Und das ist möglich! Doch dazu bedarf es halt auch kompetenter Untestützung, die es gilt, auch anzunehmen.

Herzlichst

Evelyn

Mentorin auf Zeit


7 Kommentare

  1. 1. ew-b

    Kommentar vom 14. Oktober 2009 um 16:27

    Liebe Ingrid, ich danke Dir herzlich für diesen Beitrag, und für Dein Engagement mit der Initiative „Gemeinsam gegen Stalking“. Ich bewundere die Stärke, die Du für Dich da heraus gezogen hast. Und insbesondere hab ich Dein Buch „Die Bankrotterklärung meiner Seele“ verschlungen, welches die Zusammenhänge und Hintergründe einmal mehr verdeutlicht. Und ich entnehme dem, daß – wieder einmal mehr – wir häufig so lange die Partner finden, bei denen wir „Zuhause“ sind, wo wir also das weiterleben, was wir vorgelebt bekamen.
    Bei allem dem, was Du in Deinem Leben, insbesondere durch das Stalking, erlebtest: Was ist Dein Geschenk? Welches ist die Erkenntnis, die Du aus alle dem mit herausnimmst für Dein heutiges Leben? Liebe Grüße – Evelyn

  2. 2. Ingrid Pfeifer

    Kommentar vom 15. Oktober 2009 um 09:36

    Liebe Evelyn,
    das Geschenk ist ganz sicher mein Partner, den ich über meine Initiative kennengelernt habe und ich nun nach so vielen Jahre ein wirklich liebevolle Beziehung mit ihm leben kann.
    Die Erkenntnis: manchmal muß man den „alten“ Kreislauf durchbrechen, auch wenn es leidvoll ist, um Neuem Platz zu schaffen. Alte Denkmuster über Bord werfen, um neuen den Raum zu schaffen.
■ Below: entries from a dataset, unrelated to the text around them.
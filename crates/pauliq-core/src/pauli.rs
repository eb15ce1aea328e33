//! Pauli operators and fixed-width Pauli strings.
//!
//! A [`PauliString`] stores one operator per qubit. Position 0 is the
//! leftmost (most-significant) tensor factor:
//!
//!   "XIZ"  ↦  X ⊗ I ⊗ Z
//!
//! and corresponds to the most-significant bit of a basis-state index, so
//! `Z` at position 0 acting on |10⟩ (index 2) yields −1.
//!
//! # Example
//!
//! ```rust
//! use pauliq_core::pauli::{PauliOp, PauliString};
//!
//! let ps: PauliString = "xIz".parse().unwrap();
//! assert_eq!(ps.to_string(), "XIZ");
//! assert_eq!(ps.weight(), 2);
//! assert_eq!(ps.get(2), Some(PauliOp::Z));
//! ```

use std::fmt;
use std::str::FromStr;

use nalgebra::DMatrix;
use num_complex::Complex64;
use serde::{Deserialize, Serialize};

use crate::error::{CoreError, CoreResult};

/// Single-qubit Pauli operator.
#[derive(Debug, Clone, Copy, PartialEq, Eq, Hash, PartialOrd, Ord, Serialize, Deserialize)]
pub enum PauliOp {
    /// Identity.
    I,
    /// Pauli-X.
    X,
    /// Pauli-Y.
    Y,
    /// Pauli-Z.
    Z,
}

impl PauliOp {
    /// All four operators, identity first.
    pub const ALL: [PauliOp; 4] = [PauliOp::I, PauliOp::X, PauliOp::Y, PauliOp::Z];

    /// Parse a single character, case-insensitively.
    pub fn from_char(c: char) -> CoreResult<Self> {
        match c.to_ascii_uppercase() {
            'I' => Ok(PauliOp::I),
            'X' => Ok(PauliOp::X),
            'Y' => Ok(PauliOp::Y),
            'Z' => Ok(PauliOp::Z),
            _ => Err(CoreError::InvalidPauli(c)),
        }
    }

    /// Upper-case character for this operator.
    pub fn as_char(self) -> char {
        match self {
            PauliOp::I => 'I',
            PauliOp::X => 'X',
            PauliOp::Y => 'Y',
            PauliOp::Z => 'Z',
        }
    }

    /// The 2×2 matrix of this operator in the computational basis.
    pub fn matrix(self) -> DMatrix<Complex64> {
        let o = Complex64::new(0.0, 0.0);
        let l = Complex64::new(1.0, 0.0);
        let i = Complex64::new(0.0, 1.0);
        let entries = match self {
            PauliOp::I => [l, o, o, l],
            PauliOp::X => [o, l, l, o],
            PauliOp::Y => [o, -i, i, o],
            PauliOp::Z => [l, o, o, -l],
        };
        DMatrix::from_row_slice(2, 2, &entries)
    }
}

impl fmt::Display for PauliOp {
    fn fmt(&self, f: &mut fmt::Formatter<'_>) -> fmt::Result {
        write!(f, "{}", self.as_char())
    }
}

/// A tensor product of Pauli operators, one per qubit.
#[derive(Debug, Clone, PartialEq, Eq, Hash, Serialize, Deserialize)]
#[serde(into = "String", try_from = "String")]
pub struct PauliString {
    ops: Vec<PauliOp>,
}

impl PauliString {
    /// Build from an explicit operator list (position 0 = most significant).
    pub fn new(ops: Vec<PauliOp>) -> Self {
        Self { ops }
    }

    /// All-identity string on `n_qubits`.
    pub fn identity(n_qubits: usize) -> Self {
        Self {
            ops: vec![PauliOp::I; n_qubits],
        }
    }

    /// Place the given `(qubit, op)` pairs on an identity background.
    ///
    /// Later pairs overwrite earlier ones on the same qubit.
    pub fn with_ops(
        n_qubits: usize,
        ops: impl IntoIterator<Item = (usize, PauliOp)>,
    ) -> CoreResult<Self> {
        let mut ps = Self::identity(n_qubits);
        for (qubit, op) in ops {
            if qubit >= n_qubits {
                return Err(CoreError::QubitOutOfRange { qubit, n_qubits });
            }
            ps.ops[qubit] = op;
        }
        Ok(ps)
    }

    /// A single non-identity operator on `qubit`.
    pub fn single(n_qubits: usize, qubit: usize, op: PauliOp) -> CoreResult<Self> {
        Self::with_ops(n_qubits, [(qubit, op)])
    }

    /// The same operator on two qubits, e.g. `Z_i Z_j`.
    pub fn pair(n_qubits: usize, q0: usize, q1: usize, op: PauliOp) -> CoreResult<Self> {
        Self::with_ops(n_qubits, [(q0, op), (q1, op)])
    }

    /// A run of operators on consecutive qubits starting at `start`,
    /// e.g. `run(5, 1, &[X, Y, Z])` = "IXYZI".
    pub fn run(n_qubits: usize, start: usize, ops: &[PauliOp]) -> CoreResult<Self> {
        Self::with_ops(
            n_qubits,
            ops.iter().enumerate().map(|(k, &op)| (start + k, op)),
        )
    }

    /// Operators in qubit order.
    pub fn ops(&self) -> &[PauliOp] {
        &self.ops
    }

    /// Operator on `qubit`, if in range.
    pub fn get(&self, qubit: usize) -> Option<PauliOp> {
        self.ops.get(qubit).copied()
    }

    /// Number of qubits this string spans.
    pub fn len(&self) -> usize {
        self.ops.len()
    }

    /// True for the zero-width string.
    pub fn is_empty(&self) -> bool {
        self.ops.is_empty()
    }

    /// Number of non-identity factors.
    pub fn weight(&self) -> usize {
        self.ops.iter().filter(|op| **op != PauliOp::I).count()
    }

    /// True if every factor is the identity.
    pub fn is_identity(&self) -> bool {
        self.weight() == 0
    }
}

impl FromStr for PauliString {
    type Err = CoreError;

    fn from_str(s: &str) -> Result<Self, Self::Err> {
        let ops = s
            .chars()
            .map(PauliOp::from_char)
            .collect::<CoreResult<Vec<_>>>()?;
        Ok(Self { ops })
    }
}

impl TryFrom<String> for PauliString {
    type Error = CoreError;

    fn try_from(s: String) -> Result<Self, Self::Error> {
        s.parse()
    }
}

impl From<PauliString> for String {
    fn from(ps: PauliString) -> Self {
        ps.to_string()
    }
}

impl fmt::Display for PauliString {
    fn fmt(&self, f: &mut fmt::Formatter<'_>) -> fmt::Result {
        for op in &self.ops {
            write!(f, "{op}")?;
        }
        Ok(())
    }
}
Es mag sich leicht anhören, ist aber ein langer und manchmal sehr steiniger Weg…

  3. 3. admin

    Kommentar vom 25. Oktober 2009 um 12:11

    Liebe Ingrid,
    daß das Stalking zugenommen hat, zeigt eindrucksvoll die nachfolgende Übersicht:
    http://www.senatspressestelle.bremen.de/detail.php?id=22596
    Und ich finde es gut, dass es immer häufiger gelingt, den Stalker zu fassen und zu verurteilen. Vielleicht schreckt es den einen oder die andere endlich davon ab, hier eigene Persönlichkeitsstörungen bei anderen abreagieren zu müssen und sich statt dessen professionelle Hilfe zu suchen, an diesen eigenen Defiziten zu arbeiten.

  4. 4. Ingrid Pfeifer

    Kommentar vom 26. Oktober 2009 um 13:57

    Einerseits sind es erschreckende Zahlen, aber auch Zahlen, die Hoffnung machen. Hoffnung, daß endlich der Stalking-Parapraph richtig „greift“ und dadurch immer mehr Stalker auch die Konsequenzen für ihr Handeln tragen müssen.

  5. 5. Evelyn

    Kommentar vom 4. Januar 2010 um 12:27

    Hallo Ingrid,

    mir fiel gerade heute der nachfolgende Link zu; vielleicht ja auch für den einen oder anderen, der das hier liest, von Interesse:
    http://www.psychosoziale-gesundheit.net/bb/05stalking.html

  6. 6. Ingrid Pfeifer

    Kommentar vom 5. Januar 2010 um 09:24

    Liebe Evelyn,

    die Rechtslage ist zwischenzeitlich und glücklicherweise längst überholt. So gilt Stalking seit 31.03.07 durch den §238 StGB als eigener Straftatbestand und wird lediglich durch das Gewaltschutzgesetz ergänzt.

  7. 7. Evelyn

    Kommentar vom 11. Mai 2011 um 19:36

    Liebe Ingrid,

    kennst Du dieses Urteil bereits:

    http://www.kostenlose-urteile.de/BSG-Stalking-ist-nicht-generell-als-taetlicher-Angriff-anzusehen.news11445.htm

    Viele Grüße Evelyn

    PS: Bist Du mit DeinerPrüfung durch?